## Stored data entries
//! Error types for board construction and play.
//!
//! Player-facing results (`Continue`, `Solved`, `Failed`) are never errors;
//! they travel as [`Outcome`](crate::types::Outcome) values.

use thiserror::Error;

use crate::types::{BlockId, BlockType, BoardStatus, Color, LevelKey, Position, MAX_BOARD_SIZE};

/// Cell lookup outside the board
#[derive(Debug, Clone, Copy, PartialEq, Eq, Error)]
#[error("cell {position} is outside the {size}x{size} board")]
pub struct GridError {
    pub position: Position,
    pub size: u8,
}

/// Rejected block placement during construction
#[derive(Debug, Clone, Copy, PartialEq, Eq, Error)]
pub enum PlacementError {
    #[error("cell {position} is outside the {size}x{size} board")]
    OutOfBounds { position: Position, size: u8 },
    #[error("cell {position} is already occupied by block {}", .occupant.0)]
    Occupied { position: Position, occupant: BlockId },
    #[error("cell {position} has no platform")]
    NoPlatform { position: Position },
}

/// Color assignment failure
#[derive(Debug, Clone, Copy, PartialEq, Eq, Error)]
pub enum ColorError {
    #[error("palette of {palette_len} colors is exhausted, cannot color block type {block_type}")]
    PaletteExhausted { block_type: BlockType, palette_len: usize },
}

/// Invalid engine configuration
#[derive(Debug, Clone, PartialEq, Eq, Error)]
pub enum ConfigError {
    #[error("board size {0} is outside 1..={max}", max = MAX_BOARD_SIZE)]
    BoardSize(u8),
    #[error("palette is empty")]
    EmptyPalette,
    #[error("palette lists {} more than once", .0.as_str())]
    DuplicateColor(Color),
    #[error("palette has {0} colors, more than the supported maximum")]
    PaletteTooLarge(usize),
    #[error("unknown color name {0:?}")]
    UnknownColor(String),
}

/// Level construction failure; no partially built board is ever returned
#[derive(Debug, Clone, PartialEq, Eq, Error)]
pub enum LoadError {
    #[error("no level data for {0}")]
    NotFound(LevelKey),
    #[error("platform layout: {0}")]
    Layout(String),
    #[error("index {index} is outside the {size}x{size} board")]
    IndexOutOfRange { index: usize, size: u8 },
    #[error("cell {position} is both a destination and a hazard, or stamped twice")]
    CellConflict { position: Position },
    #[error(transparent)]
    Placement(#[from] PlacementError),
    #[error(transparent)]
    Color(#[from] ColorError),
    #[error(transparent)]
    Config(#[from] ConfigError),
}

/// Shove rejected by the board
#[derive(Debug, Clone, Copy, PartialEq, Eq, Error)]
pub enum MoveError {
    #[error("level already finished ({status:?}); restart or load another level")]
    Finished { status: BoardStatus },
}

## Work instructions
From the entries above, copy out every line where the string "PlacementError" appears.

## Problem solution
pub enum PlacementError {
    Placement(#[from] PlacementError),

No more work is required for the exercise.